▸ **INPUT DATA**
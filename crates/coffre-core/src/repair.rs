//! Reconstruction of missing remote state files from packfile footers.
//!
//! Packfiles record the state they were committed under; a state file
//! lost from storage can therefore be rebuilt by regrouping the
//! surviving packfiles by state id and replaying their indices.

use std::collections::{BTreeMap, BTreeSet};

use coffre_types::{Mac, Result};

use crate::repo::state::{DeltaEntry, LocalState};
use crate::repo::{now_nanos, Repository};

/// Repair missing remote states. With `apply == false` only reports what
/// would be rebuilt. Returns the orphaned state ids, in storage order.
///
/// Idempotent: once a reconstructed state is published its id appears in
/// `get_states()`, so a second run finds no orphans.
pub fn run(repo: &Repository, apply: bool) -> Result<Vec<Mac>> {
    let remote_states: BTreeSet<Mac> = repo.get_states()?.into_iter().collect();

    let mut orphans: BTreeMap<Mac, Vec<Mac>> = BTreeMap::new();
    for entry in repo.list_packfile_entries()? {
        if remote_states.contains(&entry.state_id) {
            continue;
        }
        orphans
            .entry(entry.state_id)
            .or_default()
            .push(entry.packfile);
    }

    let orphan_ids: Vec<Mac> = orphans.keys().copied().collect();

    if !apply {
        for state_id in &orphan_ids {
            tracing::info!("missing remote state {state_id}");
        }
        if !orphan_ids.is_empty() {
            tracing::info!(
                "{} missing state(s) found; re-run with -apply to rebuild them",
                orphan_ids.len()
            );
        }
        return Ok(orphan_ids);
    }

    for (state_id, packfiles) in orphans {
        tracing::info!("repairing missing remote state {state_id}");

        // Scan cache for this state id: skips a packfile that shows up
        // more than once in the group.
        let mut scanned: BTreeSet<Mac> = BTreeSet::new();
        let mut delta_state = LocalState::new(now_nanos());

        for packfile_mac in packfiles {
            if !scanned.insert(packfile_mac) {
                continue;
            }

            let packfile = repo.get_packfile(packfile_mac)?;
            delta_state.observe_timestamp(packfile.footer.timestamp);

            for entry in &packfile.footer.index {
                delta_state.put_delta(DeltaEntry {
                    etype: entry.etype,
                    version: entry.version,
                    mac: entry.mac,
                    packfile: packfile_mac,
                    offset: entry.offset,
                    length: entry.length,
                });
            }
            delta_state.put_packfile(state_id, packfile_mac);
        }

        let mut serialized = Vec::new();
        delta_state.serialize_to_stream(&mut serialized)?;
        repo.put_state(state_id, &serialized)?;
    }

    Ok(orphan_ids)
}
//! HTTP variant of the mount surface: `/` lists snapshots, everything
//! under `/<snapshot>/` is served from that snapshot's tree.

use std::sync::atomic::{AtomicBool, Ordering};
use std::sync::Arc;
use std::time::Duration;

use axum::extract::{Path as AxumPath, State};
use axum::http::{header, StatusCode};
use axum::response::{Html, IntoResponse, Response};
use axum::routing::get;
use axum::Router;

use coffre_types::{CoffreError, Result};

use crate::snapshot::ItemKind;

use super::{Node, SnapshotFs};

#[derive(Clone)]
struct MountState {
    fs: Arc<SnapshotFs>,
}

/// Serve the mount over HTTP until the shutdown flag is raised.
/// `mountpoint` accepts `http://addr:port` or a bare `addr:port`.
pub fn serve(fs: Arc<SnapshotFs>, mountpoint: &str, shutdown: Arc<AtomicBool>) -> Result<()> {
    let addr = mountpoint
        .trim_start_matches("http://")
        .trim_end_matches('/')
        .to_string();

    let runtime = tokio::runtime::Builder::new_multi_thread()
        .worker_threads(2)
        .enable_all()
        .build()
        .map_err(CoffreError::Io)?;

    runtime.block_on(async move {
        let app = router(fs);
        let listener = tokio::net::TcpListener::bind(&addr)
            .await
            .map_err(CoffreError::Io)?;
        tracing::info!("HTTP mount serving at http://{addr}");

        axum::serve(listener, app)
            .with_graceful_shutdown(async move {
                while !shutdown.load(Ordering::SeqCst) {
                    tokio::time::sleep(Duration::from_millis(100)).await;
                }
            })
            .await
            .map_err(|e| CoffreError::Other(format!("http mount: {e}")))
    })
}

fn router(fs: Arc<SnapshotFs>) -> Router {
    let state = MountState { fs };
    Router::new()
        .route("/", get(list_snapshots))
        .route("/{snapshot}", get(snapshot_root))
        .route("/{snapshot}/", get(snapshot_root))
        .route("/{snapshot}/{*path}", get(snapshot_path))
        .with_state(state)
}

async fn list_snapshots(State(state): State<MountState>) -> Response {
    let fs = Arc::clone(&state.fs);
    let entries = match tokio::task::spawn_blocking(move || fs.root_entries()).await {
        Ok(Ok(entries)) => entries,
        Ok(Err(e)) => {
            tracing::error!("failed to rebuild state: {e}");
            return (StatusCode::INTERNAL_SERVER_ERROR, "failed to rebuild state")
                .into_response();
        }
        Err(_) => return StatusCode::INTERNAL_SERVER_ERROR.into_response(),
    };

    let mut body = String::new();
    body.push_str("<!doctype html>\n");
    body.push_str("<meta name=\"viewport\" content=\"width=device-width\">\n");
    body.push_str("<pre>\n");
    for entry in entries {
        body.push_str(&format!(
            "<a href=\"/{}/\">{}</a>\n",
            entry.snapshot_id.to_hex(),
            entry.name
        ));
    }
    body.push_str("</pre>\n");
    Html(body).into_response()
}

async fn snapshot_root(
    State(state): State<MountState>,
    AxumPath(snapshot): AxumPath<String>,
) -> Response {
    serve_path(state, snapshot, String::new()).await
}

async fn snapshot_path(
    State(state): State<MountState>,
    AxumPath((snapshot, path)): AxumPath<(String, String)>,
) -> Response {
    serve_path(state, snapshot, path).await
}

async fn serve_path(state: MountState, snapshot: String, path: String) -> Response {
    let fs = Arc::clone(&state.fs);
    let result = tokio::task::spawn_blocking(move || render(&fs, &snapshot, &path)).await;
    match result {
        Ok(Ok(resp)) => resp,
        Ok(Err(CoffreError::SnapshotNotFound(_))) | Ok(Err(CoffreError::ResourceNotFound(_))) => {
            StatusCode::NOT_FOUND.into_response()
        }
        Ok(Err(e)) => {
            tracing::error!("failed to open snapshot: {e}");
            (StatusCode::INTERNAL_SERVER_ERROR, "failed to open snapshot").into_response()
        }
        Err(_) => StatusCode::INTERNAL_SERVER_ERROR.into_response(),
    }
}

fn render(fs: &SnapshotFs, snapshot: &str, path: &str) -> Result<Response> {
    let root = fs.lookup_snapshot(snapshot)?;
    let path = path.trim_matches('/');

    let node = if path.is_empty() {
        Node::Dir(root)
    } else {
        // Walk components so intermediate nodes land in the cache.
        let mut dir = root;
        let mut components = path.split('/').peekable();
        loop {
            let name = components.next().expect("non-empty path");
            let node = fs.lookup(&dir, name)?;
            if components.peek().is_none() {
                break node;
            }
            match node {
                Node::Dir(d) => dir = d,
                Node::File(_) => {
                    return Err(CoffreError::ResourceNotFound(path.to_string()))
                }
            }
        }
    };

    match node {
        Node::Dir(dir) => {
            let mut body = String::new();
            body.push_str("<!doctype html>\n<pre>\n");
            if !dir.path.is_empty() {
                body.push_str("<a href=\"..\">..</a>\n");
            }
            for (name, kind) in fs.read_dir(&dir)? {
                match kind {
                    ItemKind::Directory => body.push_str(&format!("<a href=\"{name}/\">{name}/</a>\n")),
                    _ => body.push_str(&format!("<a href=\"{name}\">{name}</a>\n")),
                }
            }
            body.push_str("</pre>\n");
            Ok(Html(body).into_response())
        }
        Node::File(file) => {
            if let Some(target) = &file.link_target {
                return Ok((
                    [(header::CONTENT_TYPE, "text/plain; charset=utf-8")],
                    target.clone(),
                )
                    .into_response());
            }
            let data = fs.open(&file).read_all()?;
            Ok((
                [(header::CONTENT_TYPE, "application/octet-stream")],
                data,
            )
                .into_response())
        }
    }
}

▸ **WORK ORDER**
Wherever a line holds the word "serialized", copy that line out of the entries above.

▸ **SOLUTION TO THIS EXERCISE**
        let mut serialized = Vec::new();
        delta_state.serialize_to_stream(&mut serialized)?;
        repo.put_state(state_id, &serialized)?;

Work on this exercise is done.